Keynote | Psyche Loui: Scales for Predictions, Creativity, and Music-Based Interventions
Music unites listeners through shared predictions and reward. At the heart of this process is the musical scale—a designed object that quantizes pitch into structures capable of generating and fulfilling expectation. A survey of the world’s scales reveals five core design features and a single overarching dimension of enculturation, ranging from deeply familiar tonal systems to entirely novel sonic environments. The Bohlen-Pierce (BP) scale occupies a unique position in this multidimensional space: combining a non-octave equivalence interval with near-zero enculturation, it sits at the intersection where the need for rigorous enculturation research is most acute. Harnessing the capacity of the BP scale to generate genuinely new predictions, this talk presents behavioral and neuroscience findings from the MIND Laboratory examining how children and adults across different countries acquire musical structure from an unfamiliar system. Results illuminate the developmental trajectory of statistical learning, the neural signatures of prediction error, and the timescales over which aesthetic preferences emerge from exposure. Beyond perception, the BP scale serves as a test bed for studying creative cognition, enabling novel assessments of musical improvisation and imagination. The talk closes by connecting these findings to clinical applications, considering how principles of enculturation and prediction inform optimal dosage design for music-based interventions targeting cognition and brain health.
Psyche Loui
Psyche Loui is Associate Professor of Music and Psychology at Northeastern University, where she directs the MIND (Music, Imaging, and Neural Dynamics) Lab and serves as Associate Dean of Research in the College of Arts, Media and Design and Associate Director of the Institute for Cognitive and Brain Health. She brings a unique perspective to music research as both a neuroscientist and performing violinist, bridging experimental rigor with artistic practice. Loui’s research explores how the brain learns, processes, and creates music, with particular emphasis on using artificial musical systems as controlled laboratories for understanding neural mechanisms. Her pioneering work with the Bohlen-Pierce scale—a microtonal system based on the tritave rather than the octave—demonstrates how novel tuning systems can reveal fundamental principles of musical learning, prediction, and pleasure. By creating controlled compositional experiments that exist outside of Western tonal traditions, she illuminates how brains adapt to unfamiliar sonic worlds and what this reveals about music cognition more broadly. Loui directs the MIND Lab (Music, Imaging, and Neural Dynamics laboratory) which combines cutting-edge neuroscience methods (fMRI, EEG, diffusion tensor imaging) with computational approaches including machine learning and natural language processing to decode musical experience. Recent work investigates how people generate mental imagery in response to music, revealing that seemingly idiosyncratic imaginings are often broadly shared across listeners. She has developed novel computational tools to analyze free-response descriptions of music listening, enabling robust empirical study of subjective experiences previously considered intractable. Loui’s research extends from fundamental discovery to clinical translation. Her work on gamma-enhanced music interventions for Alzheimer’s disease leverages technological advances in sound synthesis to create therapeutic applications, supported by multiple NIH grants. She has secured over $6 million in external funding, including an NSF CAREER award for her work on artificial musical systems.

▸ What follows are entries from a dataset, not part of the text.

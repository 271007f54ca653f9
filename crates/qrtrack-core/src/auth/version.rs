use tracing::info;

use super::store::TokenStore;

/// Outcome of comparing the stored version marker to the running build.
#[derive(Debug, Clone, Copy, PartialEq, Eq)]
pub enum VersionCheck {
    /// First run or a different build: the stored session was wiped.
    Invalidated,
    Unchanged,
}

/// Wipes persisted sessions when the application version changes, so token
/// formats or scopes from an older build never outlive an upgrade.
pub struct VersionGuard;

impl VersionGuard {
    /// Must run before anything else reads the token bundle.
    pub async fn run(store: &TokenStore, current_version: &str) -> VersionCheck {
        let stored = store.load_version_marker().await;
        if stored.as_deref() == Some(current_version) {
            return VersionCheck::Unchanged;
        }

        info!(
            previous = stored.as_deref().unwrap_or("none"),
            current = current_version,
            "Application version changed, clearing stored session"
        );
        store.save(None).await;
        store.save_version_marker(current_version).await;
        VersionCheck::Invalidated
    }
}

#[cfg(test)]
mod tests {
    use std::sync::Arc;

    use super::*;
    use crate::auth::bundle::TokenBundle;
    use crate::auth::storage::MemoryStorage;

    fn stored_bundle() -> TokenBundle {
        TokenBundle {
            access_token: Some("a".to_string()),
            refresh_token: Some("r".to_string()),
            expires_in_seconds: Some(3600),
            issued_at_epoch_millis: Some(1),
            ..Default::default()
        }
    }

    #[tokio::test]
    async fn test_first_run_writes_marker() {
        let store = TokenStore::new(Arc::new(MemoryStorage::new()));

        assert_eq!(VersionGuard::run(&store, "1.0.0").await, VersionCheck::Invalidated);
        assert_eq!(store.load_version_marker().await.as_deref(), Some("1.0.0"));
        assert_eq!(store.load().await, None);
    }

    #[tokio::test]
    async fn test_version_mismatch_wipes_bundle() {
        let store = TokenStore::new(Arc::new(MemoryStorage::new()));
        store.save(Some(&stored_bundle())).await;
        store.save_version_marker("1.0.0").await;

        assert_eq!(VersionGuard::run(&store, "1.1.0").await, VersionCheck::Invalidated);
        assert_eq!(store.load().await, None);
        assert_eq!(store.load_version_marker().await.as_deref(), Some("1.1.0"));
    }

    #[tokio::test]
    async fn test_matching_version_keeps_bundle() {
        let store = TokenStore::new(Arc::new(MemoryStorage::new()));
        store.save(Some(&stored_bundle())).await;
        store.save_version_marker("1.0.0").await;

        assert_eq!(VersionGuard::run(&store, "1.0.0").await, VersionCheck::Unchanged);
        assert_eq!(store.load().await, Some(stored_bundle()));
    }
}
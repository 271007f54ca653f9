use serde::{Deserialize, Serialize};

/// Application-level user record, looked up by the email in the session's
/// token.
#[derive(Debug, Clone, PartialEq, Eq, Serialize, Deserialize)]
#[serde(rename_all = "camelCase")]
pub struct User {
    pub id: String,
    pub email: String,
    #[serde(default)]
    pub first_name: Option<String>,
    #[serde(default)]
    pub last_name: Option<String>,
    #[serde(default)]
    pub organization_id: Option<String>,
}

impl User {
    pub fn display_name(&self) -> String {
        match (&self.first_name, &self.last_name) {
            (Some(first), Some(last)) => format!("{} {}", first, last),
            (Some(name), None) | (None, Some(name)) => name.clone(),
            (None, None) => self.email.clone(),
        }
    }
}

#[cfg(test)]
mod tests {
    use super::*;

    #[test]
    fn test_parse_user() {
        let json = r#"{
            "id": "u-1",
            "email": "tech@example.com",
            "firstName": "Dana",
            "lastName": "Ruiz",
            "organizationId": "org-9",
            "role": "admin"
        }"#;
        let user: User = serde_json::from_str(json).expect("Failed to parse user test JSON");
        assert_eq!(user.id, "u-1");
        assert_eq!(user.organization_id.as_deref(), Some("org-9"));
        assert_eq!(user.display_name(), "Dana Ruiz");
    }

    #[test]
    fn test_display_name_falls_back_to_email() {
        let user: User = serde_json::from_str(r#"{"id":"u-2","email":"x@example.com"}"#).unwrap();
        assert_eq!(user.display_name(), "x@example.com");
    }
}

Loui plays violin in Boston’s Longwood Symphony Orchestra, advises the Boston Landmarks Orchestra, and plays banjo and mandolin in a chamber music/indie rock ensemble. She is also author of the forthcoming book Strange Scales: How Novel Music Reveals the Secrets of the Predictive Brain (MIT Press) and co-editor of Science-Music Borderlands (MIT Press, 2023), which won the Ruth A. Solie Award from the American Musicological Society. Her work has appeared in leading journals including Psychological Science, Journal of Neuroscience, NeuroImage, and Cognition, and has been featured in The New Yorker, New York Times, BBC, and NPR.
Loui serves as President-Elect of the Society for Music Perception and Cognition and Associate Editor of Cognition. She holds a PhD in Psychology from UC Berkeley and dual bachelor’s degrees in Psychology and Music from Duke University.
More about Psyche Loui here.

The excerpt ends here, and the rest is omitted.